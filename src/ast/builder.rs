//! Programmatic construction of method bodies.
//!
//! Mostly used by tests, which need small hand-built trees, and by the
//! dump fixtures under `testdata/`.

use super::nodes::{
    Block, Closure, ClosureId, Condition, Const, ExprId, Expression, Loop, LoopKind, MethodBody,
    MethodRef, Node, Operand, Operation, VarId,
};

/// Incremental builder for a [`MethodBody`].
#[derive(Debug, Default)]
pub struct MethodBuilder {
    name: String,
    descriptor: String,
    params: Vec<VarId>,
    exprs: Vec<Expression>,
    closures: Vec<Closure>,
}

impl MethodBuilder {
    pub fn new<S: Into<String>>(name: S) -> Self {
        Self {
            name: name.into(),
            ..Default::default()
        }
    }

    pub fn descriptor<S: Into<String>>(mut self, descriptor: S) -> Self {
        self.descriptor = descriptor.into();
        self
    }

    /// Declare a method parameter and return its binding id.
    pub fn param(&mut self, id: u32) -> VarId {
        let var = VarId(id);
        self.params.push(var);
        var
    }

    /// Append an arbitrary expression to the arena.
    pub fn expr(&mut self, op: Operation, args: Vec<ExprId>, operand: Option<Operand>) -> ExprId {
        let id = ExprId(self.exprs.len() as u32);
        self.exprs.push(Expression {
            op,
            args,
            operand,
            ty: None,
        });
        id
    }

    pub fn const_int(&mut self, value: i32) -> ExprId {
        self.expr(Operation::Const, vec![], Some(Operand::Const(Const::Int(value))))
    }

    pub fn load(&mut self, var: VarId) -> ExprId {
        self.expr(Operation::Load, vec![], Some(Operand::Variable(var)))
    }

    pub fn store(&mut self, var: VarId, value: ExprId) -> ExprId {
        self.expr(Operation::Store, vec![value], Some(Operand::Variable(var)))
    }

    pub fn ret(&mut self, value: ExprId) -> ExprId {
        self.expr(Operation::Return, vec![value], None)
    }

    pub fn ret_void(&mut self) -> ExprId {
        self.expr(Operation::Return, vec![], None)
    }

    pub fn invoke_virtual(&mut self, method: MethodRef, args: Vec<ExprId>) -> ExprId {
        self.expr(Operation::InvokeVirtual, args, Some(Operand::Method(method)))
    }

    pub fn invoke_static(&mut self, method: MethodRef, args: Vec<ExprId>) -> ExprId {
        self.expr(Operation::InvokeStatic, args, Some(Operand::Method(method)))
    }

    pub fn init_object(&mut self, method: MethodRef, args: Vec<ExprId>) -> ExprId {
        self.expr(Operation::InitObject, args, Some(Operand::Method(method)))
    }

    /// Register a closure body and the `Bind` expression referencing it.
    pub fn bind_closure(&mut self, params: Vec<VarId>, body: Block) -> (ClosureId, ExprId) {
        let id = ClosureId(self.closures.len() as u32);
        self.closures.push(Closure { params, body });
        let bind = self.expr(Operation::Bind, vec![], Some(Operand::Closure(id)));
        (id, bind)
    }

    pub fn finish(self, root: Block) -> MethodBody {
        MethodBody {
            name: self.name,
            descriptor: self.descriptor,
            params: self.params,
            exprs: self.exprs,
            closures: self.closures,
            root,
        }
    }
}

/// Wrap an expression as a statement node.
pub fn stmt(expr: ExprId) -> Node {
    Node::Expr(expr)
}

/// Build a conditional node.
pub fn cond(test: ExprId, then_block: Vec<Node>, else_block: Vec<Node>) -> Node {
    Node::Condition(Condition {
        test,
        then_block: Block::new(then_block),
        else_block: Block::new(else_block),
    })
}

/// Build a loop node.
pub fn looped(kind: LoopKind, body: Vec<Node>) -> Node {
    Node::Loop(Loop {
        kind,
        body: Block::new(body),
    })
}

#[cfg(test)]
mod tests {
    use super::*;

    #[test]
    fn test_builder_ids_are_dense() {
        let mut b = MethodBuilder::new("f");
        let x = b.param(0);
        let c = b.const_int(7);
        let s = b.store(x, c);
        let body = b.finish(Block::new(vec![stmt(s)]));

        assert_eq!(c, ExprId(0));
        assert_eq!(s, ExprId(1));
        assert_eq!(body.expr(s).args, vec![c]);
        assert_eq!(body.expr(s).variable(), Some(x));
    }
}
//! Detection runner that orchestrates all checks for one method.

use crate::ast::{MethodBody, TypeHierarchy};
use crate::flow::MethodFlow;

use super::{
    Detector, InfiniteLoop, MethodContext, NewGetClass, NumberConstructor, ParameterOverwritten,
    Warning,
};

/// Executes every registered detector against analyzed methods.
pub struct Runner {
    detectors: Vec<Box<dyn Detector>>,
}

impl Runner {
    pub fn new(detectors: Vec<Box<dyn Detector>>) -> Self {
        Self { detectors }
    }

    /// All built-in detectors.
    pub fn with_default_detectors() -> Self {
        Self::new(vec![
            Box::new(NumberConstructor),
            Box::new(NewGetClass),
            Box::new(ParameterOverwritten),
            Box::new(InfiniteLoop),
        ])
    }

    /// Detector names, for `classcheck list`.
    pub fn detector_names(&self) -> Vec<&'static str> {
        self.detectors.iter().map(|d| d.name()).collect()
    }

    /// Run every detector over one method and collect their warnings.
    pub fn run_method(
        &self,
        class: &str,
        body: &MethodBody,
        flow: Option<&MethodFlow>,
        types: &TypeHierarchy,
    ) -> Vec<Warning> {
        let mut warnings = Vec::new();
        for detector in &self.detectors {
            let mut cx = MethodContext::new(class, body, flow, types);
            detector.check(&mut cx);
            warnings.extend(cx.into_warnings());
        }
        warnings
    }
}
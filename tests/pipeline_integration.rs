//! Integration tests for the full pipeline: load dumps from disk, run
//! the flow engine and every detector, inspect the collected warnings.

use std::path::PathBuf;

use classcheck::analysis::{AnalysisContext, AnalysisOptions};
use classcheck::detect::{Runner, WarningKind};
use classcheck::loader::{self, DirRepository, Repository};

fn testdata_path() -> PathBuf {
    PathBuf::from(env!("CARGO_MANIFEST_DIR")).join("testdata")
}

fn run_analysis() -> AnalysisContext {
    let repo = DirRepository::new(testdata_path());
    let ctx = AnalysisContext::new(AnalysisOptions::default());
    let mut classes = Vec::new();
    for file in repo.class_files() {
        match loader::load_class(&file) {
            Ok(class) => classes.push(class),
            Err(e) => ctx.add_error(file.to_string_lossy(), e.to_string()),
        }
    }
    let runner = Runner::with_default_detectors();
    ctx.analyze_all(&runner, classes);
    ctx
}

#[test]
fn test_repository_discovers_fixtures() {
    let repo = DirRepository::new(testdata_path());
    let names: Vec<_> = repo
        .class_files()
        .into_iter()
        .map(|p| p.file_name().unwrap().to_string_lossy().into_owned())
        .collect();
    assert_eq!(names, vec!["Spinner.json", "Widget.json"]);
}

#[test]
fn test_pipeline_reports_expected_warnings() {
    let ctx = run_analysis();
    assert_eq!(ctx.classes_analyzed(), 2);
    assert_eq!(ctx.error_count(), 0);

    let warnings = ctx.warnings_sorted();
    let kinds: Vec<_> = warnings.iter().map(|w| (w.kind, w.class.as_str())).collect();

    // Widget.makeBox boxes a cached-range constant.
    assert!(kinds.contains(&(WarningKind::NumberConstructor, "com.example.Widget")));
    // Widget.describe calls getClass() on a fresh allocation.
    assert!(kinds.contains(&(WarningKind::NewForGetClass, "com.example.Widget")));
    // Spinner.await loops forever and clobbers its parameter.
    assert!(kinds.contains(&(WarningKind::InfiniteLoop, "com.example.Spinner")));
    assert!(kinds.contains(&(WarningKind::ParameterOverwritten, "com.example.Spinner")));
}

#[test]
fn test_boxing_warning_carries_the_constant() {
    let ctx = run_analysis();
    let warnings = ctx.warnings_sorted();
    let boxing = warnings
        .iter()
        .find(|w| w.kind == WarningKind::NumberConstructor)
        .expect("boxing warning present");
    assert_eq!(boxing.method, "makeBox");
    assert_eq!(boxing.score, 45);
    assert!(boxing.notes.contains(&"NUMBER: 42".to_string()));
}

#[test]
fn test_warnings_sorted_by_score_descending() {
    let ctx = run_analysis();
    let warnings = ctx.warnings_sorted();
    assert!(warnings.windows(2).all(|w| w[0].score >= w[1].score));
}

#[test]
fn test_flow_counters_are_published() {
    let ctx = run_analysis();
    // Three methods across the two fixtures, all analyzable.
    assert_eq!(ctx.counter("flow.total"), 3);
    assert_eq!(ctx.counter("flow.success"), 3);
    assert_eq!(ctx.counter("loop.total"), 1);
    assert_eq!(ctx.counter("loop.diverged"), 0);
}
★ ★ ★ ★ ★ ★ ★
*Required action*
Report, using only a number, how many lines above hold the word "InfiniteLoop".

*Your response*
3